== GIVEN ENTRIES

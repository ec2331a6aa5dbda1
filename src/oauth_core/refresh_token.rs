//! The `refresh_token` grant with rotation.

use std::sync::Arc;

use chrono::Utc;
use tracing::{debug, instrument, warn};

use super::error::{OAuthError, Result};
use super::issuer::{PairGrant, TokenIssuer};
use super::oauth_provider::RefreshTokenStore;
use super::replay::{ReplayGuard, ReplayedCredential};
use super::scope::ScopeValidator;
use super::types::{LineageParent, TokenHash, TokenResponse};

/// Rotates refresh tokens into fresh pairs, never widening scope.
#[derive(Clone)]
pub struct RefreshTokenRotator {
    refresh_tokens: Arc<dyn RefreshTokenStore>,
    scopes: Arc<dyn ScopeValidator>,
    issuer: TokenIssuer,
    replay: ReplayGuard,
}

impl RefreshTokenRotator {
    pub fn new(
        refresh_tokens: Arc<dyn RefreshTokenStore>,
        scopes: Arc<dyn ScopeValidator>,
        issuer: TokenIssuer,
        replay: ReplayGuard,
    ) -> Self {
        RefreshTokenRotator { refresh_tokens, scopes, issuer, replay }
    }

    /// Consume `refresh_token` and issue a new pair for `client_id`, optionally narrowed to `scope`.
    #[instrument(skip(self, refresh_token, scope), level = "debug")]
    pub async fn rotate(&self, client_id: &str, refresh_token: &str, scope: Option<&str>) -> Result<TokenResponse> {
        let hash = TokenHash::of(refresh_token);
        let Some(stored) = self.refresh_tokens.get(&hash).await? else {
            self.replay.revoke_descendants(ReplayedCredential::RefreshToken, refresh_token).await;
            return Err(OAuthError::InvalidGrant);
        };

        if stored.client_id != client_id {
            debug!(token_client = %stored.client_id, "refresh token issued to another client");
            return Err(OAuthError::InvalidRequest);
        }
        if stored.is_expired(Utc::now()) {
            debug!(token_id = %stored.id, expired_at = %stored.expires_at, "refresh token expired");
            return Err(OAuthError::InvalidGrant);
        }

        let resolved = self.scopes.narrow(&stored.scope, scope).inspect_err(|_| {
            debug!(token_id = %stored.id, held = %stored.scope, requested = ?scope, "scope widening rejected");
        })?;

        if !self.refresh_tokens.delete(&hash).await? {
            warn!(token_id = %stored.id, "refresh token consumed concurrently");
            return Err(OAuthError::ServerError);
        }

        let pair = self
            .issuer
            .issue_pair(PairGrant {
                client_id: &stored.client_id,
                user_id: &stored.user_id,
                scope: &resolved,
                parent: LineageParent::RefreshToken(hash),
            })
            .await?;
        Ok(pair.into_response())
    }
}
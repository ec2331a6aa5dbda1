//! Secret generation and hashing using `ring`.

use base64::Engine;
use base64::engine::general_purpose::URL_SAFE_NO_PAD;
use ring::digest;
use ring::rand::{SecureRandom, SystemRandom};
use subtle::ConstantTimeEq;
use tracing::warn;

use super::error::{OAuthError, Result};

/// Default number of random bytes behind every opaque secret.
pub const SECRET_BYTES: usize = 32;

/// Shortest secret the issuer will mint.
pub const MIN_SECRET_BYTES: usize = 16;

/// Generate an opaque secret from the system CSPRNG, base64url encoded without padding.
///
/// Lengths below [`MIN_SECRET_BYTES`] are refused.
pub fn generate_secret(len: usize) -> Result<String> {
    if len < MIN_SECRET_BYTES {
        warn!(len, min = MIN_SECRET_BYTES, "refusing to mint a short secret");
        return Err(OAuthError::ServerError);
    }
    let rng = SystemRandom::new();
    let mut buf = vec![0u8; len];
    rng.fill(&mut buf).map_err(|_| OAuthError::ServerError)?;
    Ok(URL_SAFE_NO_PAD.encode(&buf))
}

/// SHA-256 of the secret, base64url encoded without padding.
pub fn hash_secret(secret: &str) -> String {
    let hash = digest::digest(&digest::SHA256, secret.as_bytes());
    URL_SAFE_NO_PAD.encode(hash.as_ref())
}

/// Compare two byte strings without short-circuiting on the first difference.
pub fn constant_time_eq(a: &[u8], b: &[u8]) -> bool {
    a.ct_eq(b).into()
}
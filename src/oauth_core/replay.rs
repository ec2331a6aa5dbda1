//! Cascading revocation when a consumed code or refresh token comes back.

use std::fmt;
use std::sync::Arc;

use tracing::warn;
use uuid::Uuid;

use super::oauth_provider::{AccessTokenStore, IncidentLogger, RefreshTokenStore};
use super::types::TokenHash;

/// Which kind of credential was replayed.
#[derive(Debug, Clone, Copy, PartialEq, Eq)]
pub enum ReplayedCredential {
    AuthorizationCode,
    RefreshToken,
}

impl fmt::Display for ReplayedCredential {
    fn fmt(&self, f: &mut fmt::Formatter<'_>) -> fmt::Result {
        match self {
            ReplayedCredential::AuthorizationCode => f.write_str("Authorization code"),
            ReplayedCredential::RefreshToken => f.write_str("Refresh token"),
        }
    }
}

/// Identifiers of the tokens removed by a cascade.
#[derive(Debug, Clone, Default, PartialEq, Eq)]
pub struct RevokedTokens {
    pub access: Vec<Uuid>,
    pub refresh: Vec<Uuid>,
}

impl RevokedTokens {
    pub fn is_empty(&self) -> bool {
        self.access.is_empty() && self.refresh.is_empty()
    }
}

#[derive(Clone)]
pub struct ReplayGuard {
    access_tokens: Arc<dyn AccessTokenStore>,
    refresh_tokens: Arc<dyn RefreshTokenStore>,
    incidents: Arc<dyn IncidentLogger>,
}

impl ReplayGuard {
    pub fn new(
        access_tokens: Arc<dyn AccessTokenStore>,
        refresh_tokens: Arc<dyn RefreshTokenStore>,
        incidents: Arc<dyn IncidentLogger>,
    ) -> Self {
        ReplayGuard { access_tokens, refresh_tokens, incidents }
    }

    /// Revokes every token minted directly from `presented` and records the incident.
    ///
    /// Only direct children are searched: each redemption deletes its parent, so a
    /// replayed credential can only have live children one level down.
    /// Store failures are logged and skipped; the caller fails the request regardless.
    pub async fn revoke_descendants(&self, kind: ReplayedCredential, presented: &str) -> RevokedTokens {
        let parent = TokenHash::of(presented);
        let mut revoked = RevokedTokens::default();

        match self.access_tokens.find_by_lineage(&parent).await {
            Ok(children) => {
                for child in children {
                    match self.access_tokens.delete(&child.hash).await {
                        Ok(true) => revoked.access.push(child.id),
                        Ok(false) => {}
                        Err(err) => warn!(token_id = %child.id, error = %err, "failed to revoke access token"),
                    }
                }
            }
            Err(err) => warn!(parent = %parent, error = %err, "access token lineage lookup failed"),
        }

        match self.refresh_tokens.find_by_lineage(&parent).await {
            Ok(children) => {
                for child in children {
                    match self.refresh_tokens.delete(&child.hash).await {
                        Ok(true) => revoked.refresh.push(child.id),
                        Ok(false) => {}
                        Err(err) => warn!(token_id = %child.id, error = %err, "failed to revoke refresh token"),
                    }
                }
            }
            Err(err) => warn!(parent = %parent, error = %err, "refresh token lineage lookup failed"),
        }

        warn!(
            credential = %kind,
            parent = %parent,
            revoked_access = revoked.access.len(),
            revoked_refresh = revoked.refresh.len(),
            "credential not found, possible replay"
        );
        self.incidents.log(&format!(
            "{kind} not found. Possibly a replay. Value: {presented} Revoked access tokens: {:?} Revoked refresh tokens: {:?}",
            revoked.access, revoked.refresh
        ));
        revoked
    }
}
pub mod authorization_code;
pub mod bearer;
pub mod config;
pub mod crypto;
pub mod dispatcher;
pub mod error;
pub mod issuer;
pub mod memory;
pub mod oauth_provider;
pub mod refresh_token;
pub mod replay;
pub mod request;
pub mod scope;
pub mod types;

====

Please give back, exactly as it stands above, the stretch from the line with "revoked.access, revoked.refresh" through the line with "pub mod scope;", and no line outside it.

> EXERCISE OUTPUT
            revoked.access, revoked.refresh
        ));
        revoked
    }
}
pub mod authorization_code;
pub mod bearer;
pub mod config;
pub mod crypto;
pub mod dispatcher;
pub mod error;
pub mod issuer;
pub mod memory;
pub mod oauth_provider;
pub mod refresh_token;
pub mod replay;
pub mod request;
pub mod scope;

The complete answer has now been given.